With both ends included, repeat exactly the lines of the entries below from the one containing "use thiserror::Error;" down to the one containing "verified access token.", and no others.
═════ RECORDS FOR THIS TASK ═════
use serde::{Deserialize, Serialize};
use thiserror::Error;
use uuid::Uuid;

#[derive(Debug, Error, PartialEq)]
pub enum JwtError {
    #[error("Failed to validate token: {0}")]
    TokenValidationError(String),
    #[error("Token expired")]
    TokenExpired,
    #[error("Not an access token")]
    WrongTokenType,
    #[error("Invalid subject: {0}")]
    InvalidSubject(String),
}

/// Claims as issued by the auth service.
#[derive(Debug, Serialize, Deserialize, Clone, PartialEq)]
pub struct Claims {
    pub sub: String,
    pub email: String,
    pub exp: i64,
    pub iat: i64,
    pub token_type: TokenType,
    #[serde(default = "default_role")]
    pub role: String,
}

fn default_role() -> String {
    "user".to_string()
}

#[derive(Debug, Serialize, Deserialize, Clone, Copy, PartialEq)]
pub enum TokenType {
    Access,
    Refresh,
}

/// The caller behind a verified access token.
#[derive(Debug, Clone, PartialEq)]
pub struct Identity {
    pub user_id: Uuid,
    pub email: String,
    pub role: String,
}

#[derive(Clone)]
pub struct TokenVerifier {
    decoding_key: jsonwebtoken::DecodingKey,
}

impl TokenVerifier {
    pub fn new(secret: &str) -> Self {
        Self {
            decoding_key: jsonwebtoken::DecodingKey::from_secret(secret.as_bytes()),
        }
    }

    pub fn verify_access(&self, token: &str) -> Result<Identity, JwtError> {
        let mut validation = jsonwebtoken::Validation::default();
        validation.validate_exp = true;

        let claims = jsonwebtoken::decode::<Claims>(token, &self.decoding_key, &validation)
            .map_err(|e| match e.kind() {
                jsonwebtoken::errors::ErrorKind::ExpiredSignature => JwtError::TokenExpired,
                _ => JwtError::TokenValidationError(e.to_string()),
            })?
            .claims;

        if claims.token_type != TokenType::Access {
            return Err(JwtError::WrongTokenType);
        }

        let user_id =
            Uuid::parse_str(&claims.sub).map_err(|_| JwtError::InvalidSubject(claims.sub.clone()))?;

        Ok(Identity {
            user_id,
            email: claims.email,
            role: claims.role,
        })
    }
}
═════
═════ RECORDS FOR THIS TASK ═════
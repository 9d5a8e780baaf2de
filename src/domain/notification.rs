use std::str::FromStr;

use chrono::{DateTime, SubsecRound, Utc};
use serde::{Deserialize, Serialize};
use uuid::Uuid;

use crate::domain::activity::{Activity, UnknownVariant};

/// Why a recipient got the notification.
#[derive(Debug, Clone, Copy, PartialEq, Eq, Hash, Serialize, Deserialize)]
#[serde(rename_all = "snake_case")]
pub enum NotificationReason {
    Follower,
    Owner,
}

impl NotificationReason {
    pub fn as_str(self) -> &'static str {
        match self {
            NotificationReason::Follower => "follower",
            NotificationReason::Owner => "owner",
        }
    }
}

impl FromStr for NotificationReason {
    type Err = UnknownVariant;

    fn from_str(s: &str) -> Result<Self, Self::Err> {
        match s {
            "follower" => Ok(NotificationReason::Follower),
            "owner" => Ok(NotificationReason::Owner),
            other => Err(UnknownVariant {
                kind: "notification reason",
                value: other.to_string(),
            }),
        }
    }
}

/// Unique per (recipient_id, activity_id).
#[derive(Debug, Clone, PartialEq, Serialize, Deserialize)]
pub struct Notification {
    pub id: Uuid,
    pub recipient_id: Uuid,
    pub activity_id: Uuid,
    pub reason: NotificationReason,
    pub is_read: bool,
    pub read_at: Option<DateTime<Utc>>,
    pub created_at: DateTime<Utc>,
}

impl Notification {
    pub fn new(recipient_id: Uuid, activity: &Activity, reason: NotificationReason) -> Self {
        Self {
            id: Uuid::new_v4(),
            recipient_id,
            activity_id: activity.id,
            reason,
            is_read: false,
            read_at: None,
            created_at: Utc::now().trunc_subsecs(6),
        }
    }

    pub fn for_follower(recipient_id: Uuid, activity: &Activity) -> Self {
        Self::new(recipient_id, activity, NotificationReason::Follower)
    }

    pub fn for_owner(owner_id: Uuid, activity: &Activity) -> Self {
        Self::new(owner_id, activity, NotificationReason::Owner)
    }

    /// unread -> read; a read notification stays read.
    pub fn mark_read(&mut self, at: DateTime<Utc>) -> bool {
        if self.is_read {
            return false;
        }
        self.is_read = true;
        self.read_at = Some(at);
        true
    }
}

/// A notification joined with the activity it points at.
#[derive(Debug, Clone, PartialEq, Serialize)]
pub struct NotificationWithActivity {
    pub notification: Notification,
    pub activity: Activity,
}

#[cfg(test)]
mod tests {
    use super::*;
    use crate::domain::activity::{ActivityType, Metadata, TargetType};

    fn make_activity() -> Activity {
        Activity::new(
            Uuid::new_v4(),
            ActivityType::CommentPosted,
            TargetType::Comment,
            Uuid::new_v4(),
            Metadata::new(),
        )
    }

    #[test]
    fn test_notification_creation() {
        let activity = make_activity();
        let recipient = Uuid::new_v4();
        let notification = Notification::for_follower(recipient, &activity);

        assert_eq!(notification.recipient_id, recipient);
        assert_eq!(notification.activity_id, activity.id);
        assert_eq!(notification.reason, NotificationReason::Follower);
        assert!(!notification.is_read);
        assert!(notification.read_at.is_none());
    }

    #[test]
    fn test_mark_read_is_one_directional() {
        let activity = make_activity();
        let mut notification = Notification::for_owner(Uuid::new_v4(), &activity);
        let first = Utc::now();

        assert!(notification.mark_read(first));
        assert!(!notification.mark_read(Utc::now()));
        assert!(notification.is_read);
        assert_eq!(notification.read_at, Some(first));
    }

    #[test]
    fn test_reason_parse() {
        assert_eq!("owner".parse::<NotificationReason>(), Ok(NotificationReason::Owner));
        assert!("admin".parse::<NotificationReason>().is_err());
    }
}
═════
# SOLUTION TO THE EXERCISE
use thiserror::Error;
use uuid::Uuid;

#[derive(Debug, Error, PartialEq)]
pub enum JwtError {
    #[error("Failed to validate token: {0}")]
    TokenValidationError(String),
    #[error("Token expired")]
    TokenExpired,
    #[error("Not an access token")]
    WrongTokenType,
    #[error("Invalid subject: {0}")]
    InvalidSubject(String),
}

/// Claims as issued by the auth service.
#[derive(Debug, Serialize, Deserialize, Clone, PartialEq)]
pub struct Claims {
    pub sub: String,
    pub email: String,
    pub exp: i64,
    pub iat: i64,
    pub token_type: TokenType,
    #[serde(default = "default_role")]
    pub role: String,
}

fn default_role() -> String {
    "user".to_string()
}

#[derive(Debug, Serialize, Deserialize, Clone, Copy, PartialEq)]
pub enum TokenType {
    Access,
    Refresh,
}

/// The caller behind a verified access token.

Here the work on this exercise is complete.